Mahkemece bozmaya uyularak yapılan yargılama sonucunda davanın reddine, ...l ili ... ilçesi ...Köyü Göl mezrası mevkiinde kain 548 parsel sayılı taşınmazın ... mirasçıları adına, adına tapuya kayıt ve tesciline, ... ili Yayladere İlçesi .... köyü .... mezrası mevkiinde kain 549 parsel sayılı taşınmazın ... mirasçıları adına tapuya kayıt ve tesciline, karar verilmiş, hüküm davacı ... Yönetimi tarafından temyiz edilmiştir.
Dava, kadastro tesbitine itiraz niteliğindedir.
Çekişmeli taşınmazların bulunduğu yerde 1985 yılında yargılama sırasında yapılan idari ve teknik sınırlandırma çalışması bulunmaktadır.

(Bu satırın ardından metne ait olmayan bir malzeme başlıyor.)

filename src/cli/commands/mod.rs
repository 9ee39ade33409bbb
//! CLI command implementations.

pub mod config;
pub mod run;
//! Command-line interface.

pub mod commands;
pub mod output;
pub mod progress;
pub mod types;

use anyhow::Result;
use std::path::Path;

pub use types::{Cli, Commands};

use crate::domain::models::Config;
use crate::infrastructure::config::ConfigLoader;

/// Load the effective configuration: an explicit file, or the project layers.
pub fn load_config(path: Option<&Path>) -> Result<Config> {
    match path {
        Some(path) => ConfigLoader::load_from_file(path),
        None => ConfigLoader::load(),
    }
}

/// Load the effective configuration without validating it, so that
/// `config validate` can report the failure itself.
pub fn load_config_unchecked(path: Option<&Path>) -> Result<Config> {
    ConfigLoader::extract(path)
}

/// Report a command failure and exit with status 1.
pub fn handle_error(err: anyhow::Error, json_mode: bool) -> ! {
    if json_mode {
        let chain: Vec<String> = err.chain().map(ToString::to_string).collect();
        let body = serde_json::json!({
            "success": false,
            "error": err.to_string(),
            "causes": chain.get(1..).unwrap_or_default(),
        });
        println!("{}", serde_json::to_string_pretty(&body).unwrap_or_default());
    } else {
        eprintln!("Error: {err:#}");
    }
    std::process::exit(1);
}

Dosya kapsamına ve mahkemece uyulan bozma kararı gereğince işlem yapılarak uzman orman bilirkişi tarafından eski tarihli hava fotoğrafları ve memleket haritasına dayalı olarak yöntemine uygun biçimde yapılan inceleme ve araştırma sonucunda çekişmeli taşınmazın orman sayılmayan yerlerden olduğu anlaşıldığına ve yazılı biçimde hüküm kurulmasında bir isabetsizlik bulunmadığına göre, yerinde görülmeyen temyiz itirazlarının reddi ile usûl ve kanuna uygun olan hükmün ONANMASINA, aşağıda yazılı onama harcının temyiz edene yükletilmesine 17/04/2017 gününde oy birliği ile karar verildi.